When academic terrain seems shaky, let's find our footing together. With each project and resource you help us share, our collective reach strengthens and fortifies. Thank you for joining us. 

Naomi J. Falk 
Co-Creator, Contributing Editor

Naomi J. Falk is a sculptor and installation artist. Her work examines our relationships with the manufactured and natural landscapes we inhabit, exploring the current climate, socially, environmentally, and politically. She’s an Assistant Professor in Studio Art: 3D Studies at the University of South Carolina. She grew up in the wilds of Michigan and, from an early age, planned to be an archaeologist, a brain surgeon, a heart surgeon, a meteorologist, and travel the world with Jacques Cousteau.

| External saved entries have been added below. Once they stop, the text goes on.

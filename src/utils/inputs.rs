use crate::utils::Result;
use std::{
    fs,
    path::{Path, PathBuf},
};

/// Resolves `--input` into the sorted list of FASTA files to process.
///
/// A file is taken as is, whatever its extension. A directory is scanned one level
/// deep for files whose extension is exactly `extension`. Matching is case-sensitive so
/// that `a.fasta` and `a.FASTA` can never both be selected and share artifact names.
pub fn collect_inputs(input: &Path, extension: &str) -> Result<Vec<PathBuf>> {
    let extension = extension.trim_start_matches('.');
    if input.is_file() {
        let path = canonicalize(input)?;
        return Ok(vec![path]);
    }
    if !input.is_dir() {
        return Err(format!("Input does not exist: {}", input.display()));
    }

    let entries = fs::read_dir(input)
        .map_err(|e| format!("Failed to read directory {}: {}", input.display(), e))?;
    let mut paths = Vec::new();
    for entry in entries {
        let entry =
            entry.map_err(|e| format!("Failed to read directory {}: {}", input.display(), e))?;
        let path = entry.path();
        if path.is_file() && has_extension(&path, extension) {
            paths.push(canonicalize(&path)?);
        }
    }
    if paths.is_empty() {
        return Err(format!(
            "No .{} files found in {}",
            extension,
            input.display()
        ));
    }
    paths.sort();
    Ok(paths)
}

fn has_extension(path: &Path, extension: &str) -> bool {
    path.extension()
        .and_then(|ext| ext.to_str())
        .is_some_and(|ext| ext == extension)
}

fn canonicalize(path: &Path) -> Result<PathBuf> {
    path.canonicalize()
        .map_err(|e| format!("Failed to resolve {}: {}", path.display(), e))
}
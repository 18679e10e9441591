//! Detection of a marker color ("redline") on rasterized chart pages.
//!
//! A [`RedlineFilter`] is built once from a [`FilterConfig`], which is validated up
//! front, and then classifies any number of [`RenderedPage`]s into [`FilterVerdict`]s.
//! Scanning never touches the filesystem; [`RedlineFilter::scan_file`] is a thin
//! decode-then-scan helper.

mod blob;
mod color;
mod config;
mod error;
mod page;
mod region;
mod scan;
mod verdict;

pub use blob::Blob;
pub use color::{ColorMetric, Rgb};
pub use config::FilterConfig;
pub use error::{ConfigError, FormatError};
pub use page::{PixelLayout, RenderedPage};
pub use region::{PixelBounds, RegionOfInterest};
pub use scan::{partition_rows, MatchCount, RedlineFilter};
pub use verdict::FilterVerdict;
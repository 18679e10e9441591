use clap::Parser;
use prionscan::{
    cli::{init_verbose, Cli, Command, FULL_VERSION},
    commands::{check, run, scan},
    utils::{handle_error_and_exit, Result},
};
use std::time;

fn runner() -> Result<()> {
    let cli = Cli::parse();
    init_verbose(&cli);
    log::info!(
        "Running {}-{} [{}]",
        env!("CARGO_PKG_NAME"),
        FULL_VERSION,
        cli.command.name()
    );

    let start_timer = time::Instant::now();
    match cli.command {
        Command::Run(args) => {
            log::trace!("Run arguments: {:#?}", args);
            args.preflight()?;
            run::run(args)?
        }
        Command::Scan(args) => {
            log::trace!("Scan arguments: {:#?}", args);
            args.preflight()?;
            scan::scan(args)?
        }
        Command::Check(args) => {
            log::trace!("Check arguments: {:#?}", args);
            args.preflight()?;
            check::check(args)?
        }
    }

    log::info!("Total execution time: {:.2?}", start_timer.elapsed());
    log::info!("{} end", env!("CARGO_PKG_NAME"));
    Ok(())
}

fn main() {
    if let Err(e) = runner() {
        handle_error_and_exit(e);
    }
}
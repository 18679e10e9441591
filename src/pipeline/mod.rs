//! The per-file scoring pipeline: external stages, artifact naming and the batch driver.

mod artifacts;
mod assemble;
mod batch;
mod dependencies;
mod external;
mod summary;

pub use artifacts::{list_pages, remove_pages, ArtifactPaths, PipelineLayout};
pub use assemble::write_page_pdf;
pub use batch::BatchDriver;
pub use dependencies::{Dependency, DependencyKind, DependencyReport};
pub use external::{PdftoppmRasterizer, PlaacScorer, RscriptPlotter, ToolSettings};
pub use summary::{BatchSummary, FileOutcome, FileReport, PageOutcome, PageReport, Stage};

use crate::utils::Result;
use std::path::{Path, PathBuf};

/// Text report written by the scorer for one input file.
#[derive(Debug, Clone, PartialEq, Eq)]
pub struct ScoreReport {
    pub path: PathBuf,
}

/// Computes per-residue prion-like scores for a FASTA file.
pub trait Scorer: Send + Sync {
    fn score(&self, input: &Path, report: &Path) -> Result<ScoreReport>;
}

/// Renders a score report into a multi-page PDF chart.
pub trait Plotter: Send + Sync {
    fn plot(&self, report: &ScoreReport, pdf: &Path) -> Result<()>;
}

/// Splits a PDF into one image per page, named `<prefix>-<N>.png`.
pub trait Rasterizer: Send + Sync {
    fn rasterize(&self, pdf: &Path, prefix: &Path) -> Result<Vec<PathBuf>>;
}
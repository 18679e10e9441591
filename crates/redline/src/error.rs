use crate::color::ColorMetric;
use crate::page::PixelLayout;
use thiserror::Error;

/// The page could not be interpreted as an RGB(A) pixel grid.
#[derive(Debug, Error, Clone, PartialEq)]
pub enum FormatError {
    #[error("could not decode image: {0}")]
    Decode(String),

    #[error("unsupported color encoding {0}, expected RGB or RGBA")]
    UnsupportedEncoding(String),

    #[error("pixel buffer holds {actual} bytes but a {width}x{height} {layout} image needs {expected}")]
    BufferSize {
        width: u32,
        height: u32,
        layout: PixelLayout,
        expected: usize,
        actual: usize,
    },
}

/// A filter option is out of its valid range. Raised before any scan starts.
#[derive(Debug, Error, Clone, PartialEq)]
pub enum ConfigError {
    #[error("color tolerance {value} is outside [0, {max:.2}] for the {metric} metric")]
    Tolerance {
        value: f64,
        max: f64,
        metric: ColorMetric,
    },

    #[error("match threshold {0} is outside [0, 1]")]
    Threshold(f64),

    #[error("invalid region of interest: {0}")]
    Region(String),

    #[error("minimum blob size must be at least 1 pixel")]
    MinBlobSize,

    #[error("top row count must be at least 1")]
    TopRows,
}
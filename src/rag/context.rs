//! Context assembly from retrieved documents

use crate::models::Source;
use crate::rag::ScoredDocument;

/// Assembler for building the grounding context block from retrieval
/// results, bounded by a maximum character length.
pub struct ContextAssembler {
    max_context_length: usize,
}

impl ContextAssembler {
    pub const fn new(max_context_length: usize) -> Self {
        Self { max_context_length }
    }

    /// Concatenate document contents in score order, separated by blank
    /// lines. Stops before the entry that would exceed the length bound.
    pub fn assemble(&self, results: &[ScoredDocument]) -> String {
        let mut context = String::new();

        for result in results {
            let entry_len = result.document.content.len() + if context.is_empty() { 0 } else { 2 };
            if context.len() + entry_len > self.max_context_length {
                break;
            }
            if !context.is_empty() {
                context.push_str("\n\n");
            }
            context.push_str(&result.document.content);
        }

        context
    }

    /// Source attributions for the retrieved documents, in score order
    pub fn sources(&self, results: &[ScoredDocument]) -> Vec<Source> {
        results
            .iter()
            .map(|result| Source {
                doc_type: result.document.doc_type,
                metadata: result.document.metadata.clone(),
            })
            .collect()
    }
}

impl Default for ContextAssembler {
    fn default() -> Self {
        Self::new(4000)
    }
}

#[cfg(test)]
mod tests {
    use super::*;
    use crate::models::DocType;
    use crate::models::Document;

    fn scored(content: &str, score: f32) -> ScoredDocument {
        ScoredDocument {
            document: Document {
                doc_type: DocType::Project,
                content: content.to_string(),
                metadata: serde_json::json!({"name": content}),
            },
            score,
        }
    }

    #[test]
    fn test_assemble_joins_with_blank_lines() {
        let assembler = ContextAssembler::default();
        let context = assembler.assemble(&[scored("first", 0.9), scored("second", 0.5)]);
        assert_eq!(context, "first\n\nsecond");
    }

    #[test]
    fn test_assemble_respects_length_bound() {
        let assembler = ContextAssembler::new(10);
        let context = assembler.assemble(&[scored("12345678", 0.9), scored("too long to fit", 0.5)]);
        assert_eq!(context, "12345678");
    }

    #[test]
    fn test_assemble_empty_results() {
        let assembler = ContextAssembler::default();
        assert_eq!(assembler.assemble(&[]), "");
    }

    #[test]
    fn test_sources_preserve_order_and_metadata() {
        let assembler = ContextAssembler::default();
        let sources = assembler.sources(&[scored("a", 0.9), scored("b", 0.5)]);
        assert_eq!(sources.len(), 2);
        assert_eq!(sources[0].doc_type, DocType::Project);
        assert_eq!(sources[0].metadata["name"], "a");
        assert_eq!(sources[1].metadata["name"], "b");
    }
}
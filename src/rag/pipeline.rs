//! Complete query pipeline: route -> retrieve -> compose

use tracing::debug;
use tracing::info;
use tracing::warn;

use crate::config::AppConfig;
use crate::documents::build_documents;
use crate::embeddings::EmbeddingService;
use crate::errors::FolioRagError;
use crate::errors::Result;
use crate::llm::prompts::build_portfolio_prompt;
use crate::llm::prompts::SYSTEM_PERSONA;
use crate::llm::LlmService;
use crate::models::Document;
use crate::models::FinalResponse;
use crate::models::Portfolio;
use crate::models::ResumeRef;
use crate::rag::ContextAssembler;
use crate::rag::ScoredDocument;
use crate::rag::VectorIndex;
use crate::router;

/// The portfolio Q&A engine.
///
/// Constructed once at startup: loads the portfolio JSON, derives the
/// document corpus, builds the vector index and wires up the completion
/// service. Everything is immutable afterwards, so `query` takes `&self`
/// and concurrent callers can share one instance without locking.
pub struct PortfolioEngine {
    portfolio: Portfolio,
    resume: ResumeRef,
    index: VectorIndex,
    embedding_service: EmbeddingService,
    context_assembler: ContextAssembler,
    llm_service: LlmService,
    top_k: usize,
}

impl PortfolioEngine {
    /// Create the engine from configuration, loading portfolio data from
    /// the configured path.
    ///
    /// Fails fast on malformed portfolio records so a corrupt corpus is
    /// never served.
    pub async fn new(config: &AppConfig) -> Result<Self> {
        let portfolio = Portfolio::from_file(config.portfolio_data_path())?;
        Self::from_portfolio(config, portfolio).await
    }

    /// Create the engine from already-loaded portfolio data
    pub async fn from_portfolio(config: &AppConfig, portfolio: Portfolio) -> Result<Self> {
        let documents = build_documents(&portfolio);
        info!("Built {} documents from portfolio data", documents.len());

        let contents: Vec<String> = documents.iter().map(|d| d.content.clone()).collect();
        let embedding_service = EmbeddingService::from_config(config, &contents)?;
        let index = VectorIndex::build(documents, &embedding_service).await?;
        let llm_service = LlmService::new(config)?;

        Ok(Self {
            portfolio,
            resume: ResumeRef {
                filename: config.portfolio.resume_filename.clone(),
                url: config.portfolio.resume_url.clone(),
            },
            index,
            embedding_service,
            context_assembler: ContextAssembler::new(config.max_context_length()),
            llm_service,
            top_k: config.top_k(),
        })
    }

    /// Answer a query.
    ///
    /// Blank input is rejected with [`FolioRagError::EmptyQuery`] (the
    /// serving boundary maps it to a client error). Known intents
    /// short-circuit to structured payloads; everything else goes through
    /// retrieval and LLM composition. A completion-service failure is
    /// recovered with an apology message, never propagated.
    pub async fn query(&self, message: &str) -> Result<FinalResponse> {
        if message.trim().is_empty() {
            return Err(FolioRagError::EmptyQuery);
        }

        info!("Processing query: {}", message);

        if let Some(response) = router::route(message, &self.portfolio, &self.resume) {
            debug!("Intent short-circuit matched");
            return Ok(response);
        }

        debug!("No intent match; falling through to retrieval");
        let results = self
            .index
            .search(&self.embedding_service, message, self.top_k)
            .await?;
        debug!("Retrieved {} documents", results.len());

        let context = self.context_assembler.assemble(&results);
        let sources = self.context_assembler.sources(&results);

        let prompt = build_portfolio_prompt(message, &context);
        let response = match self.llm_service.complete(SYSTEM_PERSONA, &prompt).await {
            Ok(text) => text,
            Err(e) => {
                warn!("Completion service failed: {}", e);
                apology(&e)
            }
        };

        Ok(FinalResponse {
            response,
            sources,
            structured_data: None,
        })
    }

    /// Retrieval only, without LLM generation
    pub async fn search(&self, query: &str, limit: usize) -> Result<Vec<ScoredDocument>> {
        self.index
            .search(&self.embedding_service, query, limit)
            .await
    }

    /// The indexed document corpus, in construction order
    pub fn documents(&self) -> &[Document] {
        self.index.documents()
    }

    /// The loaded portfolio data
    pub fn portfolio(&self) -> &Portfolio {
        &self.portfolio
    }
}

/// User-facing apology substituted for a completion-service failure
fn apology(error: &FolioRagError) -> String {
    format!(
        "I apologize, but I encountered an error processing your request. \
         Please try again. Error: {error}"
    )
}

#[cfg(test)]
mod tests {
    use super::*;

    #[test]
    fn test_apology_embeds_error_detail() {
        let message = apology(&FolioRagError::Completion("connection refused".to_string()));
        assert!(message.starts_with("I apologize"));
        assert!(message.contains("connection refused"));
    }
}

(He was an underwater explorer and conservationist and made films for tv about his adventures). None of those worked out, but she did learn to scuba dive, studied sculpture and ceramics at Michigan State and Portland State Universities, and received an MFA from Carnegie Mellon University.

M. Michelle Illuminato
Contributing Editor

M. Michelle Illuminato creates events, public-exchanges, and artworks to help reveal the complicated and often contradictory relationship between people, their culture and the land they live on. She often works with the collective next question and counts her Key to the City of Aliquippa Pennsylvania as her most treasured public award. 

 

Michelle is an Associate Professor at Portland State University where she heads the CORE Program and teaches Pedagogy + Praxis to social practice and visual art graduate students. Always looking for the positive, she has been devising new ways to communicate with students as alternatives to our new main mode, Zoom. (Think: letters, group walks using phones, online fairs, and kite-flying). She received an MFA from University of Wisconsin – Madison and BFA from Carnegie Mellon University.  

Stacy Isenbarger’s creative pursuits include sculpture, installation, mixed-media drawings & student mentorship. She received her BFA at Clemson University & her MFA from the Lamar Dodd School of Art at the University of Georgia—two places she has tremendous gratitude for especially in regard to how both experiences shaped her approach to teaching.

 

As Foundations Coordinator and Associate Professor of Art + Design at the University of Idaho in Moscow, Idaho, USA, she celebrates her opportunities to explore creative communication and empowerment. When she's not teaching or making—and sometimes when she is—she's usually dancing since the act continuously validates her joy.

Claudia Morales McCain
Contributing Editor

Claudia Morales McCain is an abstract painter and educator based in the San Francisco bay area.  She received her BFA at California State University, Fullerton & her MFA in Drawing and Painting from California State University, Long Beach. Claudia has exhibited her work throughout the United States & abroad including the Torrance Art Museum (CA), The Pacific Design Center (CA), University Art Museum (CA), Arizona State University (AZ), Kohler Arts Center (WI), Alexander Calder Arts Center (MI), United States Embassy, New Zealand, and Centro Nacional De Arte (El Salvador).

 

 Claudia teaches drawing and painting at Santa Rosa Junior College. When she is not teaching, you can find her drawing or painting away in the studio or exploring her new found love for anything to do with clay.